[What to do]: Reproduce the listing below exactly, from its first line down to and including the line with "Simulation consumers always".
Start of Records to process
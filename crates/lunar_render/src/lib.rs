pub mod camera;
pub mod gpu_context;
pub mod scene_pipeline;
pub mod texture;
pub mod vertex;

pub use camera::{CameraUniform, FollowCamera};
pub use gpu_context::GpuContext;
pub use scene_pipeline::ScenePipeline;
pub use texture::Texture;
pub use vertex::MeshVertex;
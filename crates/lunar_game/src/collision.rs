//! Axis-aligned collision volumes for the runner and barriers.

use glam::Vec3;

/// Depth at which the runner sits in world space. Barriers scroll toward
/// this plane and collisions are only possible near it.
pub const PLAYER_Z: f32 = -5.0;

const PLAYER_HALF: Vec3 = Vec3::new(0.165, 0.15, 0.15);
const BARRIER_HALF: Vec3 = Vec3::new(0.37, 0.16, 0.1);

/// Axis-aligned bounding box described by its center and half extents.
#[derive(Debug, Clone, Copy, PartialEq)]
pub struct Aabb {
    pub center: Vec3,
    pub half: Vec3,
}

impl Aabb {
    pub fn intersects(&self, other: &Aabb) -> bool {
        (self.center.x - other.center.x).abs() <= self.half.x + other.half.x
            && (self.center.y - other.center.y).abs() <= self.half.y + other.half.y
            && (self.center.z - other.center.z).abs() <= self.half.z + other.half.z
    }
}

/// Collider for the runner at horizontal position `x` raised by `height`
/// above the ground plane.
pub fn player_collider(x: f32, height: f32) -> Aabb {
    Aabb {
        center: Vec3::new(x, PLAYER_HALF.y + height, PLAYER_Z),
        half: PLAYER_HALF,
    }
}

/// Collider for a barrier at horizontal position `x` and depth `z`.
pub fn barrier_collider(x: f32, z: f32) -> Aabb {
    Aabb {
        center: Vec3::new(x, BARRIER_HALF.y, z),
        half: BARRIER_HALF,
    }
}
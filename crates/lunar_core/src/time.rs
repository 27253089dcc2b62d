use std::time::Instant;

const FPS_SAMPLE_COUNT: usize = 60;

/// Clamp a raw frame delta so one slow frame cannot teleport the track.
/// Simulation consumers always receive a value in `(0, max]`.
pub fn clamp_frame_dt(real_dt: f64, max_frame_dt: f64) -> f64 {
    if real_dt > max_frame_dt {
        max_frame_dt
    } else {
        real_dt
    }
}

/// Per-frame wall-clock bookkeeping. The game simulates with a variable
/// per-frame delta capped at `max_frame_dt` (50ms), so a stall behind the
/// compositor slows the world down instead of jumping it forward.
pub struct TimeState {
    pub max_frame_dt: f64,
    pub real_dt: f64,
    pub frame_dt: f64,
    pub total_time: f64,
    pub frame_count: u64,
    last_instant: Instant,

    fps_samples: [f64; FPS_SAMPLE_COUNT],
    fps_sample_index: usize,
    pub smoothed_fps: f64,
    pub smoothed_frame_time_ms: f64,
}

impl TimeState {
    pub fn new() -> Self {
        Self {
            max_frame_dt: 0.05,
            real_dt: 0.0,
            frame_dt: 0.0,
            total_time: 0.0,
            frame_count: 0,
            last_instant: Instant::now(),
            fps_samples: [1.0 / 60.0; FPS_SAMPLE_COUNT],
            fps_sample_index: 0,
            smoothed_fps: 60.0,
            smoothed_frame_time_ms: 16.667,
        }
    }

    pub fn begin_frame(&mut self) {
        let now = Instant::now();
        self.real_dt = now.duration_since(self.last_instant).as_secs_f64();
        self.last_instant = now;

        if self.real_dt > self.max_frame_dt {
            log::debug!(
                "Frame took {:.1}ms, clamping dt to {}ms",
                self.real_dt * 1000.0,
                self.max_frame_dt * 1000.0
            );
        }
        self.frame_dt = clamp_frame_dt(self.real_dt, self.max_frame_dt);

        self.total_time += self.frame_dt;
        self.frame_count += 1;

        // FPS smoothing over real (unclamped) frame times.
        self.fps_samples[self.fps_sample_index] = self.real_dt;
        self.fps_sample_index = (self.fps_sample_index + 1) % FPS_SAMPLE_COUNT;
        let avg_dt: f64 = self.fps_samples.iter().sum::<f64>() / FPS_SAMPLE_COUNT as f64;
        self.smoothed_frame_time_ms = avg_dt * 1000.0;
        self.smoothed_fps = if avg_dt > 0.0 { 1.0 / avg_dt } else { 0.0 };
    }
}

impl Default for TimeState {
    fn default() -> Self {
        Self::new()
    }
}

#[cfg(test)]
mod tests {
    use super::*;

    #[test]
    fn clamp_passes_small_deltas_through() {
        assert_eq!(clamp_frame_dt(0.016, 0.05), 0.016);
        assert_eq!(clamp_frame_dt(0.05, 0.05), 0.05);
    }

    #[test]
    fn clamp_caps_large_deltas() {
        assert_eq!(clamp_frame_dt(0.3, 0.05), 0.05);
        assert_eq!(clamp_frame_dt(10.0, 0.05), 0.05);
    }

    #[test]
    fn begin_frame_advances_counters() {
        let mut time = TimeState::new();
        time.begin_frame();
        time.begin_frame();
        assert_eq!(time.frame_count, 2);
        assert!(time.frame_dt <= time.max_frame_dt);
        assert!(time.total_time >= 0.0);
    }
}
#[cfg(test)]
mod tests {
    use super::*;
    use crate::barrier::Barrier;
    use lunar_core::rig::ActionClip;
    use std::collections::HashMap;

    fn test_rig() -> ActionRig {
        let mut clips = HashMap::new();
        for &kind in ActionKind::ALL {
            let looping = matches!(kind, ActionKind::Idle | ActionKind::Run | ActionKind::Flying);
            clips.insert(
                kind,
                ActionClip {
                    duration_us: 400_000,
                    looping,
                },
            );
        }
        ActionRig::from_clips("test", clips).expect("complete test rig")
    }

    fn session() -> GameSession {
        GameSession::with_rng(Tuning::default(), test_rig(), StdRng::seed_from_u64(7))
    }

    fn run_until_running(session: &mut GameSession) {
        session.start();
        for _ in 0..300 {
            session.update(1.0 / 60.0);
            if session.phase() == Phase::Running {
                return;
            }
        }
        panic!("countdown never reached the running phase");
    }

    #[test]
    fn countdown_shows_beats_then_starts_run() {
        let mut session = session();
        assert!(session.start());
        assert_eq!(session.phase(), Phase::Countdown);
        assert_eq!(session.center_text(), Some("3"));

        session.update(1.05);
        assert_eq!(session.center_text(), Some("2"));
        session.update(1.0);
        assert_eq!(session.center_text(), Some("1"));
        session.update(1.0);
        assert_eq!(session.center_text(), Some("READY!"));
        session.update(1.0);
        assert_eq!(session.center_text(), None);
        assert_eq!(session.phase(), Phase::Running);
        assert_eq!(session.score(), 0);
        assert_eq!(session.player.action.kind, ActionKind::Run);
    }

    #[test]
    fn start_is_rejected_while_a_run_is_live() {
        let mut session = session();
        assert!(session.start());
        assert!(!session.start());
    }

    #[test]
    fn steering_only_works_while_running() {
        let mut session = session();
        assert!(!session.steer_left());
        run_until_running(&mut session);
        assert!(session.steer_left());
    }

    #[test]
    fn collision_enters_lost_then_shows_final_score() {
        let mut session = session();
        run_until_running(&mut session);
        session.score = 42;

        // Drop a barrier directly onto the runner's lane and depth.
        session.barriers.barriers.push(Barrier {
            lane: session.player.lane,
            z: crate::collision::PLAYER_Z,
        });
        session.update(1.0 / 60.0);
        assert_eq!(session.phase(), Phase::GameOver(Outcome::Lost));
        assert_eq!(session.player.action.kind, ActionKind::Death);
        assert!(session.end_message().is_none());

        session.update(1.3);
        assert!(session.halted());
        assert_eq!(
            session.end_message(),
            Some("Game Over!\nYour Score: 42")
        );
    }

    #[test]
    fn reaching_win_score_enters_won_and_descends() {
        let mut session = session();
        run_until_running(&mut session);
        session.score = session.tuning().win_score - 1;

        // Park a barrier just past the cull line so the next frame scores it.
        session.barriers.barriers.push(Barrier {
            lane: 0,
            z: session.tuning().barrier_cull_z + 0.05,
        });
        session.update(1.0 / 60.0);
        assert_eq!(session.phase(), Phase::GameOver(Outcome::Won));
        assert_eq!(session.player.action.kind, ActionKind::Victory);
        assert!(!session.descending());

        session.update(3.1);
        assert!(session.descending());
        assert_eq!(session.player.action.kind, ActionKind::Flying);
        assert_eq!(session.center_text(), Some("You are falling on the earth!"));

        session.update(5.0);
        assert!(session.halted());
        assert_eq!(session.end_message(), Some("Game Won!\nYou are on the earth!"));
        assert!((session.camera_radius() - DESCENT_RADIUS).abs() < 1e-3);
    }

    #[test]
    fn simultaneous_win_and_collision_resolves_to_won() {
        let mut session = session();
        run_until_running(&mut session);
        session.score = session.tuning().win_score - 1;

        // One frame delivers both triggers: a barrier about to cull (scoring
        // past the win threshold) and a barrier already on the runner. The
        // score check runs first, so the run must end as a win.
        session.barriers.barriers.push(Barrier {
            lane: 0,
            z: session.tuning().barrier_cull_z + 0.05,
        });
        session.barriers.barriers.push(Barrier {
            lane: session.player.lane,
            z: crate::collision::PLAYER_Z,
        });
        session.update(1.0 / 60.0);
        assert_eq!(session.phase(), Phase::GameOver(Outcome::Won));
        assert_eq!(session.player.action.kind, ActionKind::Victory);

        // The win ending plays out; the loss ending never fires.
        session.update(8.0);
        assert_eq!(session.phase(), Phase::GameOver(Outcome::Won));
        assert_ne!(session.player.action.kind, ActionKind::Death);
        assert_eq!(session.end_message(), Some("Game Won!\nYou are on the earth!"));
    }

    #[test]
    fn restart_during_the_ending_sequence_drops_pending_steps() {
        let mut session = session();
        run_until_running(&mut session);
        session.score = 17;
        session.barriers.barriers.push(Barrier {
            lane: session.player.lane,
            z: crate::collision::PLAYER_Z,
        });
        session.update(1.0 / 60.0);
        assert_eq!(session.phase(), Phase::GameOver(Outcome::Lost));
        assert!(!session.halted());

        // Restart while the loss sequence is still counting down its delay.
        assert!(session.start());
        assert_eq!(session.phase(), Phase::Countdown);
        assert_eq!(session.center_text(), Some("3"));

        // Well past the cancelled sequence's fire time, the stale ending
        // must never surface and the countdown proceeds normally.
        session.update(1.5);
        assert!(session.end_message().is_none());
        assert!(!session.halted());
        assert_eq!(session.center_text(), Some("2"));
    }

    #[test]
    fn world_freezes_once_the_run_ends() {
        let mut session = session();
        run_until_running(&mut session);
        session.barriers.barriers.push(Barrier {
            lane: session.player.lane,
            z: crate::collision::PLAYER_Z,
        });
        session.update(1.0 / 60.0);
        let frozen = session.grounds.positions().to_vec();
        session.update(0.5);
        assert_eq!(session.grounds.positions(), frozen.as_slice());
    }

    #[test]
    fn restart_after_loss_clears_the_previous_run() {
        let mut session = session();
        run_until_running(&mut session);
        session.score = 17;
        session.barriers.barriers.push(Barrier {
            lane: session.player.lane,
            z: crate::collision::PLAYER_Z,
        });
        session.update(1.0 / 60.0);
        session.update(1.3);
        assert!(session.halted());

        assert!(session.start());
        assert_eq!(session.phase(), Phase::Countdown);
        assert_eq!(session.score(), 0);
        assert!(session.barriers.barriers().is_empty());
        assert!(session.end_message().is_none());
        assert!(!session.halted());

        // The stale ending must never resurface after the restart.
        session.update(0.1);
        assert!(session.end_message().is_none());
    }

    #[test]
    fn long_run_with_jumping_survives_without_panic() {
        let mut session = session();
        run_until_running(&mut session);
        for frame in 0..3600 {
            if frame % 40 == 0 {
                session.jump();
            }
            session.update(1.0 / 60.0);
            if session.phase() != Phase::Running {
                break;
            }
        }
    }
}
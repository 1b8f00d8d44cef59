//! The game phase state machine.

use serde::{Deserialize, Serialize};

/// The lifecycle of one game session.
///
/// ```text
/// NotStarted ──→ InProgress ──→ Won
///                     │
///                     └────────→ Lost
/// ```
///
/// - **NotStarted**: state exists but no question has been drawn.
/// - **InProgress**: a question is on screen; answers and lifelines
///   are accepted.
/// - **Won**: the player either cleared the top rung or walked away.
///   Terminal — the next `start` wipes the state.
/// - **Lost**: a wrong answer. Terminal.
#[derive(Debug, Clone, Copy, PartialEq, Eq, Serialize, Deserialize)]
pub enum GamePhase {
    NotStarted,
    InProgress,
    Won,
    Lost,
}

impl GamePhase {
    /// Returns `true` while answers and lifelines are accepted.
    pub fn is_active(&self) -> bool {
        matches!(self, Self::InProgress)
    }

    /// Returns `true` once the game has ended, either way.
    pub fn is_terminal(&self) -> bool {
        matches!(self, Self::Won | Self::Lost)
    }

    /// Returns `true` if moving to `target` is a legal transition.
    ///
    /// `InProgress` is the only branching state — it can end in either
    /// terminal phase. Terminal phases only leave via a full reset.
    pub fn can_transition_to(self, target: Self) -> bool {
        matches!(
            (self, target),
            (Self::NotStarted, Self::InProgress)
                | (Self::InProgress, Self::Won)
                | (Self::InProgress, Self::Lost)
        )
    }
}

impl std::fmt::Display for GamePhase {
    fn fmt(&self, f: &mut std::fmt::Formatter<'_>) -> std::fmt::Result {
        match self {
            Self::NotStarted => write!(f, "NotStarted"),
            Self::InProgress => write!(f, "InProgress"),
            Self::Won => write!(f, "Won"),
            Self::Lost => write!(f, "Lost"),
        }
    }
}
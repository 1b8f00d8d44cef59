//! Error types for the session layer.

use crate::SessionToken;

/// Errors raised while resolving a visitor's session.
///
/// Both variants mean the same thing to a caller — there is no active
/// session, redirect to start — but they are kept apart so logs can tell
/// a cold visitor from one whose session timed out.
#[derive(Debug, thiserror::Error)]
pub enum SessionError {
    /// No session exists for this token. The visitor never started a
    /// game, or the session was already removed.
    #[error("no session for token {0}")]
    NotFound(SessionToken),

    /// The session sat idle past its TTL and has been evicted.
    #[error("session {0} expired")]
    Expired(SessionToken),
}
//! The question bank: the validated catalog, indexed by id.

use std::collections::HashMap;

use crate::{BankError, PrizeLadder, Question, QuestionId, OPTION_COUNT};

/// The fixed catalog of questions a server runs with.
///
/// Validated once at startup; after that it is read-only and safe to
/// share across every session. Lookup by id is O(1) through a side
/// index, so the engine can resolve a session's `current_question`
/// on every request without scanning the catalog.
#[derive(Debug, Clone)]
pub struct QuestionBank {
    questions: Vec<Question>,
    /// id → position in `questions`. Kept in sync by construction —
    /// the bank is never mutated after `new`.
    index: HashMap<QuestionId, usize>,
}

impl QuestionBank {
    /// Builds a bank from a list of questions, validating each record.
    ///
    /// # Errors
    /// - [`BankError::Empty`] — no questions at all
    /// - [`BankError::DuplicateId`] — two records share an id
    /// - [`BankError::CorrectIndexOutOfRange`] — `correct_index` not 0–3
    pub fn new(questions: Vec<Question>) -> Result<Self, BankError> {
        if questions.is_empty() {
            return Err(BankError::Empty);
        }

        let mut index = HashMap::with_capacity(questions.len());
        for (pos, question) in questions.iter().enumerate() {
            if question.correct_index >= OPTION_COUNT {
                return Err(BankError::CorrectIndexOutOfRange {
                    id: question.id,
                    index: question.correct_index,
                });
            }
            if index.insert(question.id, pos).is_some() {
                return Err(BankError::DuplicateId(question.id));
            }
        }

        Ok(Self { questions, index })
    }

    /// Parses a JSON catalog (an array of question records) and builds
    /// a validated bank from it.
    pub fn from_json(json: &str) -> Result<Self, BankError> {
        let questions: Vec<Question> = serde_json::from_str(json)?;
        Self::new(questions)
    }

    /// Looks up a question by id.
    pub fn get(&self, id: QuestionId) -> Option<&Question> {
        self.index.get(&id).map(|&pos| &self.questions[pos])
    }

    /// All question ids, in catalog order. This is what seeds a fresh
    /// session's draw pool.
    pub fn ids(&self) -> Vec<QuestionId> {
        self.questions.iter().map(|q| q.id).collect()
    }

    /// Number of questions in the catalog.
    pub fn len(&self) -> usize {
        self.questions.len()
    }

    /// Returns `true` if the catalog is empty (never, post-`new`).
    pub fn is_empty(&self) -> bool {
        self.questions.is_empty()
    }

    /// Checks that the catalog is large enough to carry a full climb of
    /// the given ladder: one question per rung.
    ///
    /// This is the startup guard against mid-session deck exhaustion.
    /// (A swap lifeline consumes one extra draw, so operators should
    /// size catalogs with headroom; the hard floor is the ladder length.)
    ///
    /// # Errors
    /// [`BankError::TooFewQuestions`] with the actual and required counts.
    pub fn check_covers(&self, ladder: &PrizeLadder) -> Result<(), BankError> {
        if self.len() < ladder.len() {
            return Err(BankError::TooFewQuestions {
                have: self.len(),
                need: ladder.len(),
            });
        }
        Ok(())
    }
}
End of Records to process
[Reply to the exercise]:
filename crates/lunar_render/src/lib.rs
pub mod camera;
pub mod gpu_context;
pub mod scene_pipeline;
pub mod texture;
pub mod vertex;

pub use camera::{CameraUniform, FollowCamera};
pub use gpu_context::GpuContext;
pub use scene_pipeline::ScenePipeline;
pub use texture::Texture;
pub use vertex::MeshVertex;
filename crates/lunar_game/src/collision.rs
//! Axis-aligned collision volumes for the runner and barriers.

use glam::Vec3;

/// Depth at which the runner sits in world space. Barriers scroll toward
/// this plane and collisions are only possible near it.
pub const PLAYER_Z: f32 = -5.0;

const PLAYER_HALF: Vec3 = Vec3::new(0.165, 0.15, 0.15);
const BARRIER_HALF: Vec3 = Vec3::new(0.37, 0.16, 0.1);

/// Axis-aligned bounding box described by its center and half extents.
#[derive(Debug, Clone, Copy, PartialEq)]
pub struct Aabb {
    pub center: Vec3,
    pub half: Vec3,
}

impl Aabb {
    pub fn intersects(&self, other: &Aabb) -> bool {
        (self.center.x - other.center.x).abs() <= self.half.x + other.half.x
            && (self.center.y - other.center.y).abs() <= self.half.y + other.half.y
            && (self.center.z - other.center.z).abs() <= self.half.z + other.half.z
    }
}

/// Collider for the runner at horizontal position `x` raised by `height`
/// above the ground plane.
pub fn player_collider(x: f32, height: f32) -> Aabb {
    Aabb {
        center: Vec3::new(x, PLAYER_HALF.y + height, PLAYER_Z),
        half: PLAYER_HALF,
    }
}

/// Collider for a barrier at horizontal position `x` and depth `z`.
pub fn barrier_collider(x: f32, z: f32) -> Aabb {
    Aabb {
        center: Vec3::new(x, BARRIER_HALF.y, z),
        half: BARRIER_HALF,
    }
}
filename crates/lunar_core/src/time.rs
repository 27253089dcc2b62d
use std::time::Instant;

const FPS_SAMPLE_COUNT: usize = 60;

/// Clamp a raw frame delta so one slow frame cannot teleport the track.
/// Simulation consumers always receive a value in `(0, max]`.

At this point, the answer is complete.